======== Data extract

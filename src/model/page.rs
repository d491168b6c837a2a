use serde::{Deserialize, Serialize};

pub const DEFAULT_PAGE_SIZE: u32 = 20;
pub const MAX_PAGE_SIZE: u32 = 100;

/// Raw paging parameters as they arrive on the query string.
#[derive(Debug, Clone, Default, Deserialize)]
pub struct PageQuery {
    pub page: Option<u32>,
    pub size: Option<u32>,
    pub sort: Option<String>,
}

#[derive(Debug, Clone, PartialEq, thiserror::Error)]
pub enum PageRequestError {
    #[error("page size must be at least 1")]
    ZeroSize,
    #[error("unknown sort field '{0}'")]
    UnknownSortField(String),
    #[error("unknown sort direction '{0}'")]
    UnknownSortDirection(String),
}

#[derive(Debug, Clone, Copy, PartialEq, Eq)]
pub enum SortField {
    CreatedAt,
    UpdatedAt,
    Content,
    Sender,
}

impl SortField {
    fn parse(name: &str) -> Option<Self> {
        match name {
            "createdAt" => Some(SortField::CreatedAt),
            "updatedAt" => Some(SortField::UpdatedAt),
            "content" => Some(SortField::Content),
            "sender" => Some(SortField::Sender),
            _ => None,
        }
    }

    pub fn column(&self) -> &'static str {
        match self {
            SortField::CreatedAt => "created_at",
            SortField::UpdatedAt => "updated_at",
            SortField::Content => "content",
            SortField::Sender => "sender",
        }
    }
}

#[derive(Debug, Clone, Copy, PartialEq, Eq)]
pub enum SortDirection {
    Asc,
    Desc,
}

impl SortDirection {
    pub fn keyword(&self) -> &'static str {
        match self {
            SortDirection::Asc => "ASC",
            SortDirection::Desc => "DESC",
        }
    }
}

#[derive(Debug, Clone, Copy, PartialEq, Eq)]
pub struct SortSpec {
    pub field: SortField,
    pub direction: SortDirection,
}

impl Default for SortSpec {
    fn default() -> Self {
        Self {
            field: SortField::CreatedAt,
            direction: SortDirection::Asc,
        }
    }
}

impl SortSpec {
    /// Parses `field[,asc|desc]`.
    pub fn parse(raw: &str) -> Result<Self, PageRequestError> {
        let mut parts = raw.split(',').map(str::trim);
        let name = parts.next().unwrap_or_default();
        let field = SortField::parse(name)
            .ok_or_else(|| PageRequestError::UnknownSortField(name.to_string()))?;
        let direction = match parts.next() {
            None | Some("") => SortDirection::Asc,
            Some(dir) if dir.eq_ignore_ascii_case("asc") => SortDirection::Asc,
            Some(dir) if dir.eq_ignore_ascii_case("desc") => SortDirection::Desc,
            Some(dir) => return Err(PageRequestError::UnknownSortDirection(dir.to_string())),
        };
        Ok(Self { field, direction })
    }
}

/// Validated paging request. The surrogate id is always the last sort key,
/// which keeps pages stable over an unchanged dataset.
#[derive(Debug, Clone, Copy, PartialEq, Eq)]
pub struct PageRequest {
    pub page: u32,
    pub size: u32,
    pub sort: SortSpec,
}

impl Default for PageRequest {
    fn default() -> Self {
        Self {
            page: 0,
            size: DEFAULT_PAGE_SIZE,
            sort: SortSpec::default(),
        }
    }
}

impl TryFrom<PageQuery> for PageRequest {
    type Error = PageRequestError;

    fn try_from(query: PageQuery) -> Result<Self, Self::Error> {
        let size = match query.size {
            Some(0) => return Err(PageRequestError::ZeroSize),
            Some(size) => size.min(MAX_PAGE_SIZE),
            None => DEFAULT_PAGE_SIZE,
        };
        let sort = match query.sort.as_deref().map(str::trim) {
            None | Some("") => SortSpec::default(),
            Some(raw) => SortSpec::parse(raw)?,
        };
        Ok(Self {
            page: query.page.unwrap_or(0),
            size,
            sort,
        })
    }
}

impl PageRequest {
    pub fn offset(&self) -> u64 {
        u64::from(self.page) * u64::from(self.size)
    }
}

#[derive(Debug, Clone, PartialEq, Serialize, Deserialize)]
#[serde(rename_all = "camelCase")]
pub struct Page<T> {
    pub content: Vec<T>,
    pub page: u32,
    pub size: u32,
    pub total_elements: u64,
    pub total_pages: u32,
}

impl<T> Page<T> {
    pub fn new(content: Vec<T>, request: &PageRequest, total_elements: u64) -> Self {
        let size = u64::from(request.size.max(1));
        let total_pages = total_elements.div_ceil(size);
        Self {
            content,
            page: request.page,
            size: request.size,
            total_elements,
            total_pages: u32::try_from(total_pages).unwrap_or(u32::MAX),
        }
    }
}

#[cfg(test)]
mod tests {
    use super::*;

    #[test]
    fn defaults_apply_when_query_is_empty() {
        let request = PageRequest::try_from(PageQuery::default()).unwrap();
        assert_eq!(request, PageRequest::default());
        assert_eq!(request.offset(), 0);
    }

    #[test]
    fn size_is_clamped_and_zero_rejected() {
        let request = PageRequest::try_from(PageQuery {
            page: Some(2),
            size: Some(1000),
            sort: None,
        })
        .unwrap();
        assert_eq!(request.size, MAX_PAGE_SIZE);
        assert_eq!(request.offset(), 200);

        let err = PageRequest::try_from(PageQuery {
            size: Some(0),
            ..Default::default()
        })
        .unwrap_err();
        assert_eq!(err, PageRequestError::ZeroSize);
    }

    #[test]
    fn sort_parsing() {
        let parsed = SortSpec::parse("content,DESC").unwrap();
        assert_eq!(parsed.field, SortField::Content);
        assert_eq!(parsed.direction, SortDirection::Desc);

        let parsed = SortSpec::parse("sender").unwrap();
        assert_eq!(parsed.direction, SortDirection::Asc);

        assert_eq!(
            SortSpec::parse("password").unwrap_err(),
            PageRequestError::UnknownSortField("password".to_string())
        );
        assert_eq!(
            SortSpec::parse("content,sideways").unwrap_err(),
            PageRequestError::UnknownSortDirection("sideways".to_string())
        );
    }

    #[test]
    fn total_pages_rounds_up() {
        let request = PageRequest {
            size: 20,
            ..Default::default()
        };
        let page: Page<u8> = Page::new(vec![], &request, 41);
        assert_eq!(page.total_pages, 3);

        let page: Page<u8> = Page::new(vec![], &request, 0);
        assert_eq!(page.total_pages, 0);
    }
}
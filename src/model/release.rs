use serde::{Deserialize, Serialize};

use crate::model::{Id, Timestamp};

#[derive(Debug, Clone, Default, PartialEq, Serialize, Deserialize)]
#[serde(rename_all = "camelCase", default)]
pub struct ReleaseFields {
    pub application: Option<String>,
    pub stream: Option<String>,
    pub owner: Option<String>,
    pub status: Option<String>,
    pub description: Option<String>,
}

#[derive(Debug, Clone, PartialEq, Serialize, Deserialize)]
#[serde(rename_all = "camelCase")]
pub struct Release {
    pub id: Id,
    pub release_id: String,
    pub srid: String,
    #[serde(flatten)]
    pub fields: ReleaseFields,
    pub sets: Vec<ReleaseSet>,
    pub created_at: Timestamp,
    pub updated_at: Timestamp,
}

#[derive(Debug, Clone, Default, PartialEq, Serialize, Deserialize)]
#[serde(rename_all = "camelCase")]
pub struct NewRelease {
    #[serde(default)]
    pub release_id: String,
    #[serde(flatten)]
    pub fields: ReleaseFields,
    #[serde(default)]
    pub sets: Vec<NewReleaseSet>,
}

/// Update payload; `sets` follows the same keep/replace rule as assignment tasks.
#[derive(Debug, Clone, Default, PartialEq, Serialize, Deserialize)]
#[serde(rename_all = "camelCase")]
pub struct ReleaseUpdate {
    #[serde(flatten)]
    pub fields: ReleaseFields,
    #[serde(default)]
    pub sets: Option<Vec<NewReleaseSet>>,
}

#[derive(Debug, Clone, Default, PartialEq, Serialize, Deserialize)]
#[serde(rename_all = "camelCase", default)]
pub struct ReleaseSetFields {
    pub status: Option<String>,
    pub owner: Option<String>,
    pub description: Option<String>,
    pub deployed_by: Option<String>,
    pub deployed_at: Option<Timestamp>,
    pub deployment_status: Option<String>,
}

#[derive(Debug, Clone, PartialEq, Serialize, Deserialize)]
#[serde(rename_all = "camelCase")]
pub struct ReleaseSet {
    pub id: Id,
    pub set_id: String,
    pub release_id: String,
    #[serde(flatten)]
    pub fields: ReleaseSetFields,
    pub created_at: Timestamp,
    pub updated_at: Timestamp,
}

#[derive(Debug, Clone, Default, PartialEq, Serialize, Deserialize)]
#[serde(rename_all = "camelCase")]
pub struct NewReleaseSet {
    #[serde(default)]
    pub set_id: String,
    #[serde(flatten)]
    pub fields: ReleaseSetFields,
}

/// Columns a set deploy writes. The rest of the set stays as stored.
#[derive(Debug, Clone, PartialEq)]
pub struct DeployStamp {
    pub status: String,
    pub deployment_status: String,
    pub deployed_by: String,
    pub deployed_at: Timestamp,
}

================

*Task prompt*. Whenever the word "paging" occurs in a line above, copy that line.

*Response below*.
/// Raw paging parameters as they arrive on the query string.
/// Validated paging request. The surrogate id is always the last sort key,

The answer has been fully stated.